«Viviamo in una società che si sta ammalando a causa di una “bulimia” delle connessioni dei social media: siamo iperconnessi, bombardati da immagini, talvolta anche false o distorte. Siamo travolti da molteplici messaggi che suscitano in noi una tempesta di emozioni contraddittorie». Lo ha detto il Papa all’udienza generale aggiungendo: «Abbiamo bisogno di chiedere al Signore di guarire il nostro modo di comunicare, non solo per essere più efficaci, ma anche per evitare di fare male agli altri con le nostre parole». Dobbiamo «imparare a comunicare in modo onesto e prudente. Preghiamo per tutti coloro che sono stati feriti dalle parole degli altri».
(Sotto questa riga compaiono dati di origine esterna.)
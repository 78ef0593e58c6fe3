//! Legacy `EOF` packet: terminates column/row streams
//! unless `DEPRECATE_EOF` was negotiated, in which case an `OK` packet
//! (tag `0xFE`, length < 9) plays the same role.

use crate::error::{protocol_err, Result};
use crate::io::PacketReader;
use crate::protocol::StatusFlags;

#[derive(Debug)]
pub struct EofPacket {
    pub warnings: u16,
    pub status: StatusFlags,
}

impl EofPacket {
    /// `payload` includes the leading `0xFE` tag byte.
    pub fn read(payload: &[u8]) -> Result<Self> {
        let mut r = PacketReader::new(payload);

        let header = r.u8()?;
        if header != 0xFE {
            return Err(protocol_err!("expected EOF (0xFE); received 0x{:X}", header));
        }

        let warnings = r.u16_le()?;
        let status = StatusFlags::from_bits_truncate(r.u16_le()?);

        Ok(EofPacket { warnings, status })
    }

    /// Whether `payload` looks like a short-form EOF/OK packet: tag
    /// `0xFE` and total length under 9 bytes. This is the discriminant a
    /// `DEPRECATE_EOF` row stream's terminator is recognized by.
    pub fn looks_like_eof(payload: &[u8]) -> bool {
        payload.first() == Some(&0xFE) && payload.len() < 9
    }
}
Il Papa: oggi molte persone isolate nella loro disperazione

Il Papa ha posto l’accento sul fatto che a fronte di un eccesso di comunicazione, in questa era dei social, «oggi, molte persone si isolano nella loro disperazione e sembrano aver perso la capacità di comunicare, forse perché si sono spesso sentite ferite e incomprese nelle loro interazioni con gli altri». «Abbiamo bisogno di momenti di intimità con Gesù», ha affermato, «Lui ci permette di guardare oltre i nostri problemi e di mettere le nostre capacità di ascolto e di comunicazione al servizio degli altri».